Tale dimensione autentica del rapporto può, d’altro lato, venir considerata anche nell’ottica Binswangeriana (1955) dell’ essere-per-l’altro ed essere-con-l’altro o in quella di May (1962) dove l’elemento essenziale della psicoterapia è l’incontro a livello di persone reali del quale il transfert rappresenterebbe una distorsione. Schemi di dinamica di gruppo, proiezioni transferali e modi di essere attraverso la relazione con l’altro come evidenziati dalla pratica dello psicodramma.

I tre circuiti possono considerarsi sovrapposti come tre diversi aspetti di una stessa dinamica.

    Schema di dinamica di gruppo, proiezioni transferali e modi di essere attraverso la relazione con l'altro come evidenziati dalla pratica dello psicodramma. I tre circuiti possono considerarsi sovrapposti come tre diversi aspetti di una stessa dinamica.

 

Ma, è essenziale comprenderlo, nel modello teorico ed operativo dello psicodramma queste tre modalità non si danno l’una ad esclusione delle altre, né si alternano o competono tra loro, ma sono costantemente presenti in un rapporto dialettico ciascuna manifestandosi o prendendo forma attraverso l’altra. Così ad esempio noi conosciamo e comprendiamo gli altri attraverso le nostre parti interne similari e grazie a certe nostre esperienze passate che d’altra parte hanno assunto e assumono nell’orizzonte del mondo presente un certo senso, forma e struttura solo in quanto elementi di una costellazione di relazioni con altri.

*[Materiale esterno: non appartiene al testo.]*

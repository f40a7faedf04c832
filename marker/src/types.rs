//! # Types Module
//!
//! This module defines the core data structures used throughout the marker system:
//! cells and datasets (tabular data already materialized in memory), and the
//! verdicts a comparison produces.

use crate::error::MarkerError;
use once_cell::sync::Lazy;
use regex::Regex;
use serde::Serialize;
use std::cmp::Ordering;
use std::fmt;

/// Tokens that dataframe libraries write for a missing value.
const NULL_TOKENS: &[&str] = &[
    "", "NA", "N/A", "NaN", "nan", "NULL", "null", "None", "#N/A",
];

/// Header left behind when a dataframe is exported with its index, e.g. `Unnamed: 0`.
static INDEX_HEADER: Lazy<Regex> =
    Lazy::new(|| Regex::new(r"^Unnamed: \d+$").expect("static regex"));

/// A single spreadsheet value.
#[derive(Debug, Clone, PartialEq)]
pub enum Cell {
    Null,
    Number(f64),
    Text(String),
}

impl Cell {
    /// Interpret a raw spreadsheet string: null tokens become [`Cell::Null`],
    /// finite numbers become [`Cell::Number`], anything else is trimmed text.
    pub fn parse(raw: &str) -> Cell {
        let trimmed = raw.trim();
        if NULL_TOKENS.contains(&trimmed) {
            return Cell::Null;
        }
        match trimmed.parse::<f64>() {
            Ok(n) if n.is_finite() => Cell::Number(n),
            _ => Cell::Text(trimmed.to_string()),
        }
    }

    pub fn is_null(&self) -> bool {
        matches!(self, Cell::Null)
    }

    pub fn as_number(&self) -> Option<f64> {
        match self {
            Cell::Number(n) => Some(*n),
            _ => None,
        }
    }

    /// Total order used for key sorting: nulls, then numbers, then text.
    pub fn key_cmp(&self, other: &Cell) -> Ordering {
        match (self, other) {
            (Cell::Null, Cell::Null) => Ordering::Equal,
            (Cell::Null, _) => Ordering::Less,
            (_, Cell::Null) => Ordering::Greater,
            (Cell::Number(a), Cell::Number(b)) => a.total_cmp(b),
            (Cell::Number(_), Cell::Text(_)) => Ordering::Less,
            (Cell::Text(_), Cell::Number(_)) => Ordering::Greater,
            (Cell::Text(a), Cell::Text(b)) => a.cmp(b),
        }
    }
}

impl fmt::Display for Cell {
    fn fmt(&self, f: &mut fmt::Formatter<'_>) -> fmt::Result {
        match self {
            Cell::Null => Ok(()),
            Cell::Number(n) if n.fract() == 0.0 && n.abs() < 1e15 => write!(f, "{n:.0}"),
            Cell::Number(n) => write!(f, "{n}"),
            Cell::Text(s) => f.write_str(s),
        }
    }
}

impl From<f64> for Cell {
    fn from(n: f64) -> Self {
        if n.is_finite() { Cell::Number(n) } else { Cell::Null }
    }
}

impl From<i64> for Cell {
    fn from(n: i64) -> Self {
        Cell::Number(n as f64)
    }
}

impl From<i32> for Cell {
    fn from(n: i32) -> Self {
        Cell::Number(f64::from(n))
    }
}

impl From<&str> for Cell {
    fn from(s: &str) -> Self {
        Cell::Text(s.to_string())
    }
}

impl From<String> for Cell {
    fn from(s: String) -> Self {
        Cell::Text(s)
    }
}

impl<T: Into<Cell>> From<Option<T>> for Cell {
    fn from(v: Option<T>) -> Self {
        v.map(Into::into).unwrap_or(Cell::Null)
    }
}

/// Row and column counts of a dataset.
#[derive(Debug, Clone, Copy, PartialEq, Eq, Serialize)]
pub struct Shape {
    pub rows: usize,
    pub columns: usize,
}

/// A borrowed view of one dataset row, addressable by column name.
#[derive(Debug, Clone, Copy)]
pub struct Row<'a> {
    columns: &'a [String],
    cells: &'a [Cell],
}

impl<'a> Row<'a> {
    pub fn get(&self, column: &str) -> Option<&'a Cell> {
        self.columns
            .iter()
            .position(|c| c == column)
            .and_then(|i| self.cells.get(i))
    }

    pub fn cells(&self) -> &'a [Cell] {
        self.cells
    }
}

/// An ordered collection of rows over an ordered list of column names.
#[derive(Debug, Clone, Default, PartialEq)]
pub struct Dataset {
    columns: Vec<String>,
    rows: Vec<Vec<Cell>>,
}

impl Dataset {
    pub fn new<I, S>(columns: I) -> Self
    where
        I: IntoIterator<Item = S>,
        S: Into<String>,
    {
        Self {
            columns: columns.into_iter().map(Into::into).collect(),
            rows: Vec::new(),
        }
    }

    /// Append a row. Short rows are padded with nulls; rows longer than the
    /// header are rejected.
    pub fn push_row(&mut self, mut row: Vec<Cell>) -> Result<(), MarkerError> {
        if row.len() > self.columns.len() {
            return Err(MarkerError::Malformed {
                location: format!("row {}", self.rows.len() + 1),
                reason: format!(
                    "{} values for {} columns",
                    row.len(),
                    self.columns.len()
                ),
            });
        }
        row.resize(self.columns.len(), Cell::Null);
        self.rows.push(row);
        Ok(())
    }

    /// Builder-style [`Dataset::push_row`] for literals in tests and derivations.
    pub fn with_row<I, C>(mut self, row: I) -> Result<Self, MarkerError>
    where
        I: IntoIterator<Item = C>,
        C: Into<Cell>,
    {
        self.push_row(row.into_iter().map(Into::into).collect())?;
        Ok(self)
    }

    pub fn columns(&self) -> &[String] {
        &self.columns
    }

    pub fn column_index(&self, column: &str) -> Option<usize> {
        self.columns.iter().position(|c| c == column)
    }

    pub fn has_column(&self, column: &str) -> bool {
        self.column_index(column).is_some()
    }

    pub fn row_count(&self) -> usize {
        self.rows.len()
    }

    pub fn column_count(&self) -> usize {
        self.columns.len()
    }

    pub fn shape(&self) -> Shape {
        Shape {
            rows: self.row_count(),
            columns: self.column_count(),
        }
    }

    pub fn is_empty(&self) -> bool {
        self.rows.is_empty()
    }

    pub fn rows(&self) -> impl Iterator<Item = Row<'_>> {
        self.rows.iter().map(|cells| Row {
            columns: &self.columns,
            cells,
        })
    }

    /// The cell at `row` in `column`, or `None` when either is out of range.
    pub fn cell(&self, row: usize, column: &str) -> Option<&Cell> {
        let idx = self.column_index(column)?;
        self.rows.get(row).and_then(|r| r.get(idx))
    }

    pub fn column_values(&self, column: &str) -> Option<impl Iterator<Item = &Cell>> {
        let idx = self.column_index(column)?;
        Some(self.rows.iter().filter_map(move |r| r.get(idx)))
    }

    /// Drop rows whose `key` is null and sort the rest ascending by key.
    ///
    /// The sort is stable, so rows sharing a key keep their relative order.
    pub fn aligned_by(&self, key: &str) -> Result<Dataset, MarkerError> {
        let idx = self
            .column_index(key)
            .ok_or_else(|| MarkerError::MissingColumn {
                dataset: "dataset".to_string(),
                column: key.to_string(),
            })?;

        let mut rows: Vec<Vec<Cell>> = self
            .rows
            .iter()
            .filter(|r| !r[idx].is_null())
            .cloned()
            .collect();
        rows.sort_by(|a, b| a[idx].key_cmp(&b[idx]));

        Ok(Dataset {
            columns: self.columns.clone(),
            rows,
        })
    }

    /// Keep only the rows for which `keep` returns true.
    pub fn filter_rows<F>(&self, mut keep: F) -> Dataset
    where
        F: FnMut(&Row<'_>) -> bool,
    {
        let rows = self
            .rows
            .iter()
            .filter(|cells| {
                keep(&Row {
                    columns: &self.columns,
                    cells,
                })
            })
            .cloned()
            .collect();
        Dataset {
            columns: self.columns.clone(),
            rows,
        }
    }

    /// Project onto `columns`, in the given order.
    pub fn select(&self, columns: &[&str]) -> Result<Dataset, MarkerError> {
        let indices = columns
            .iter()
            .map(|c| {
                self.column_index(c).ok_or_else(|| MarkerError::MissingColumn {
                    dataset: "dataset".to_string(),
                    column: c.to_string(),
                })
            })
            .collect::<Result<Vec<_>, _>>()?;

        Ok(Dataset {
            columns: columns.iter().map(|c| c.to_string()).collect(),
            rows: self
                .rows
                .iter()
                .map(|r| indices.iter().map(|&i| r[i].clone()).collect())
                .collect(),
        })
    }

    /// Append a column computed from each row.
    pub fn with_computed_column<F>(&self, name: &str, mut compute: F) -> Dataset
    where
        F: FnMut(&Row<'_>) -> Cell,
    {
        let mut columns = self.columns.clone();
        columns.push(name.to_string());
        let rows = self
            .rows
            .iter()
            .map(|cells| {
                let value = compute(&Row {
                    columns: &self.columns,
                    cells,
                });
                let mut out = cells.clone();
                out.push(value);
                out
            })
            .collect();
        Dataset { columns, rows }
    }

    /// Inner join on `on`: left columns followed by the right columns other than
    /// `on`, in left-row order. Null keys never match.
    pub fn inner_join(&self, right: &Dataset, on: &str) -> Result<Dataset, MarkerError> {
        let missing = |dataset: &str| MarkerError::MissingColumn {
            dataset: dataset.to_string(),
            column: on.to_string(),
        };
        let left_idx = self.column_index(on).ok_or_else(|| missing("left dataset"))?;
        let right_idx = right
            .column_index(on)
            .ok_or_else(|| missing("right dataset"))?;

        let mut columns = self.columns.clone();
        columns.extend(
            right
                .columns
                .iter()
                .enumerate()
                .filter(|(i, _)| *i != right_idx)
                .map(|(_, c)| c.clone()),
        );

        let mut rows = Vec::new();
        for left in &self.rows {
            let key = &left[left_idx];
            if key.is_null() {
                continue;
            }
            for other in right.rows.iter().filter(|r| &r[right_idx] == key) {
                let mut joined = left.clone();
                joined.extend(
                    other
                        .iter()
                        .enumerate()
                        .filter(|(i, _)| *i != right_idx)
                        .map(|(_, c)| c.clone()),
                );
                rows.push(joined);
            }
        }

        Ok(Dataset { columns, rows })
    }

    /// Remove columns that are dataframe index artifacts (blank header or
    /// `Unnamed: <n>`), returning the names that were removed.
    pub fn strip_index_columns(&mut self) -> Vec<String> {
        let keep: Vec<bool> = self
            .columns
            .iter()
            .map(|c| !is_index_header(c))
            .collect();
        if keep.iter().all(|k| *k) {
            return Vec::new();
        }

        let removed = self
            .columns
            .iter()
            .zip(&keep)
            .filter(|(_, k)| !**k)
            .map(|(c, _)| c.clone())
            .collect();

        self.columns = retain_by_mask(std::mem::take(&mut self.columns), &keep);
        for row in &mut self.rows {
            *row = retain_by_mask(std::mem::take(row), &keep);
        }
        removed
    }
}

fn is_index_header(header: &str) -> bool {
    header.trim().is_empty() || INDEX_HEADER.is_match(header.trim())
}

fn retain_by_mask<T>(items: Vec<T>, keep: &[bool]) -> Vec<T> {
    items
        .into_iter()
        .zip(keep)
        .filter(|(_, k)| **k)
        .map(|(item, _)| item)
        .collect()
}

/// The categorical outcome of grading one criterion.
#[derive(Debug, Clone, Copy, PartialEq, Eq, PartialOrd, Ord, Hash, Serialize)]
#[serde(rename_all = "snake_case")]
pub enum Verdict {
    Correct,
    RowCountMismatch,
    ColumnCountMismatch,
    ContentMismatch,
    /// Membership grading: candidate set strictly contains the reference set.
    TooMany,
    /// Membership grading: candidate set is strictly contained in the reference set.
    TooFew,
    /// Membership grading: neither set contains the other.
    SetMismatch,
    ImportError,
}

impl Verdict {
    pub const ALL: [Verdict; 8] = [
        Verdict::Correct,
        Verdict::RowCountMismatch,
        Verdict::ColumnCountMismatch,
        Verdict::ContentMismatch,
        Verdict::TooMany,
        Verdict::TooFew,
        Verdict::SetMismatch,
        Verdict::ImportError,
    ];

    pub fn is_correct(self) -> bool {
        self == Verdict::Correct
    }

    /// Snake-case name used in configuration files and JSON output.
    pub fn key(self) -> &'static str {
        match self {
            Verdict::Correct => "correct",
            Verdict::RowCountMismatch => "row_count_mismatch",
            Verdict::ColumnCountMismatch => "column_count_mismatch",
            Verdict::ContentMismatch => "content_mismatch",
            Verdict::TooMany => "too_many",
            Verdict::TooFew => "too_few",
            Verdict::SetMismatch => "set_mismatch",
            Verdict::ImportError => "import_error",
        }
    }

    pub fn from_key(key: &str) -> Option<Verdict> {
        Verdict::ALL.into_iter().find(|v| v.key() == key)
    }
}

impl fmt::Display for Verdict {
    fn fmt(&self, f: &mut fmt::Formatter<'_>) -> fmt::Result {
        let name = match self {
            Verdict::Correct => "Correct",
            Verdict::RowCountMismatch => "RowCountMismatch",
            Verdict::ColumnCountMismatch => "ColumnCountMismatch",
            Verdict::ContentMismatch => "ContentMismatch",
            Verdict::TooMany => "TooMany",
            Verdict::TooFew => "TooFew",
            Verdict::SetMismatch => "SetMismatch",
            Verdict::ImportError => "ImportError",
        };
        f.write_str(name)
    }
}

/// A verdict together with the diagnostic note shown to the student.
#[derive(Debug, Clone, PartialEq, Eq, Serialize)]
pub struct Grade {
    pub verdict: Verdict,
    pub note: String,
}

impl Grade {
    pub fn correct() -> Self {
        Grade {
            verdict: Verdict::Correct,
            note: String::new(),
        }
    }
}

Ora questo modello di relazione transferale, nato da un lavoro di gruppo, è perfettamente applicabile all’analisi di transfert e controtransfert in una situazione duale. In essa, in primo luogo, terapista e paziente si rapportano attraverso le loro caratteristiche personali e , ancor più, attraverso le aspettative che ciascuno ha sul processo analitico.

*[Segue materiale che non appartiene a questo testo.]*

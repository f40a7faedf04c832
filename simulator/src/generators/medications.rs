use crate::catalog::Catalog;
use crate::error::SimulationError;
use crate::generate::{GeneratedFile, Generator};
use rand::rngs::StdRng;
use std::path::Path;

pub struct MedicationsGenerator<'a> {
    pub catalog: &'a Catalog,
}

impl Generator for MedicationsGenerator<'_> {
    fn generate(&self, out_dir: &Path, _rng: &mut StdRng) -> Result<GeneratedFile, SimulationError> {
        let path = out_dir.join("MEDICATIONS.csv");
        self.catalog.write_csv(&path)?;
        Ok(GeneratedFile {
            path,
            rows: self.catalog.len(),
        })
    }
}
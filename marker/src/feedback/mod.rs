//! # Feedback Strategies Module
//!
//! This module provides pluggable feedback strategies for the marker system.
//! Each strategy implements the [`Feedback`](crate::traits::feedback::Feedback) trait
//! and turns a verdict into the note shown next to it in the results table.
//!
//! ## Available Strategies
//!
//! - [`auto_feedback`]: Fixed notes per verdict.
//! - [`manual_feedback`]: Instructor-specified notes from the grading configuration,
//!   falling back to the automatic ones.

pub mod auto_feedback;
pub mod manual_feedback;
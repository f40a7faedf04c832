//! Marker Error Types
//!
//! This module defines the [`MarkerError`] enum, which covers every way loading,
//! comparing or reporting a dataset can fail.
//!
//! Load failures (`FileNotFound`, `SheetNotFound`, `Malformed`, `MissingColumn`,
//! `Io`) are recoverable per criterion: a grading job turns them into an
//! `ImportError` verdict and keeps going. `InvalidConfig` means the answer key or
//! the grading configuration itself is wrong and the run should stop.
//!
//! # Example
//!
//! ```rust
//! use marker::error::MarkerError;
//!
//! let err = MarkerError::SheetNotFound {
//!     workbook: "BMI_Solution_R".into(),
//!     sheet: "Criteria_3".into(),
//! };
//! assert!(err.is_load_failure());
//! ```

use std::path::PathBuf;
use thiserror::Error;

/// Represents all error types that can occur in the marker system.
#[derive(Debug, Error)]
pub enum MarkerError {
    /// The workbook (file or directory) does not exist.
    #[error("file not found: {}", .0.display())]
    FileNotFound(PathBuf),

    /// The workbook exists but has no sheet with the requested name.
    #[error("sheet `{sheet}` not found in {}", .workbook.display())]
    SheetNotFound { workbook: PathBuf, sheet: String },

    /// The sheet exists but could not be parsed into a dataset.
    #[error("malformed content in {location}: {reason}")]
    Malformed { location: String, reason: String },

    /// A dataset lacks a column the comparison needs.
    #[error("column `{column}` missing from {dataset}")]
    MissingColumn { dataset: String, column: String },

    /// I/O error while reading or writing (unreadable file, permission denied, ...).
    #[error("I/O error: {0}")]
    Io(#[from] std::io::Error),

    /// The answer key or grading configuration is inconsistent.
    #[error("invalid configuration: {0}")]
    InvalidConfig(String),

    /// Results could not be serialized.
    #[error("failed to serialize results: {0}")]
    Serialize(String),
}

impl MarkerError {
    /// Whether this error describes a submission that could not be loaded, as
    /// opposed to a problem on the instructor side.
    pub fn is_load_failure(&self) -> bool {
        matches!(
            self,
            MarkerError::FileNotFound(_)
                | MarkerError::SheetNotFound { .. }
                | MarkerError::Malformed { .. }
                | MarkerError::MissingColumn { .. }
                | MarkerError::Io(_)
        )
    }
}

impl From<csv::Error> for MarkerError {
    fn from(err: csv::Error) -> Self {
        let location = err
            .position()
            .map(|p| format!("line {}", p.line()))
            .unwrap_or_else(|| "csv".to_string());
        MarkerError::Malformed {
            location,
            reason: err.to_string(),
        }
    }
}

impl From<serde_json::Error> for MarkerError {
    fn from(err: serde_json::Error) -> Self {
        MarkerError::Serialize(err.to_string())
    }
}
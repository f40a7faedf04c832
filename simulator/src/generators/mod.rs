pub mod machines;
pub mod medications;
pub mod transactions;
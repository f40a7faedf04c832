//! # Comparators
//!
//! This module provides the comparators used to grade a submitted dataset against
//! its reference. Both implement the [`Comparator`](crate::traits::comparator::Comparator)
//! trait, so a grading job can pick one per criterion from configuration.
//!
//! The available comparators are:
//! - [`row_set_comparator`]: Aligns both datasets on a key column and compares cells.
//! - [`membership_comparator`]: Compares the sets of distinct values in one column.

pub mod membership_comparator;
pub mod row_set_comparator;
use crate::error::SimulationError;
use crate::generate::{GeneratedFile, Generator};
use crate::machine::{Machine, machine_rows};
use rand::rngs::StdRng;
use std::path::Path;

pub struct MachinesGenerator<'a> {
    pub machines: &'a [Machine],
}

impl Generator for MachinesGenerator<'_> {
    fn generate(&self, out_dir: &Path, _rng: &mut StdRng) -> Result<GeneratedFile, SimulationError> {
        let path = out_dir.join("Machines.csv");
        let rows = machine_rows(self.machines);
        let mut writer = csv::Writer::from_path(&path)?;
        for row in &rows {
            writer.serialize(row)?;
        }
        writer.flush()?;
        Ok(GeneratedFile {
            path,
            rows: rows.len(),
        })
    }
}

In secondo luogo ciascuno porta nella relazione analitica la sua costellazione in ruoli interni, e, in particolare, quelli che saranno attivati dall’interazione con la costellazione dell’altro. Infine ciascuno sarà, nell’assumere il ruolo di paziente o di terapeuta, (più o meno consciamente) influenzato dalla somma di ruoli assunti e visti assumere da altri negli incontri significativi della sua storia passata. E ciascuno di questi tre momenti rifletterà in se gli altri due e ne sarà riflesso.

Se nell’ottica psicodrammatica l’inconscio, come il sogno nel modello junghiano (Jung 1945-Hillman 1983) viene considerato come un dramma di ruoli interni che agiscono nello spazio interiore (spesso senza esser visibile al palcoscenico della coscienza), sì che ciascuno di essi e tutti nel loro insieme traggono il proprio senso da tale dramma interiore, anche la psicoterapia può venir riportata ad un’interazione di ruoli –progetto. Ormai nessuno crede più alla possibilità che un analista si pongo come neutrale nella relazione col paziente.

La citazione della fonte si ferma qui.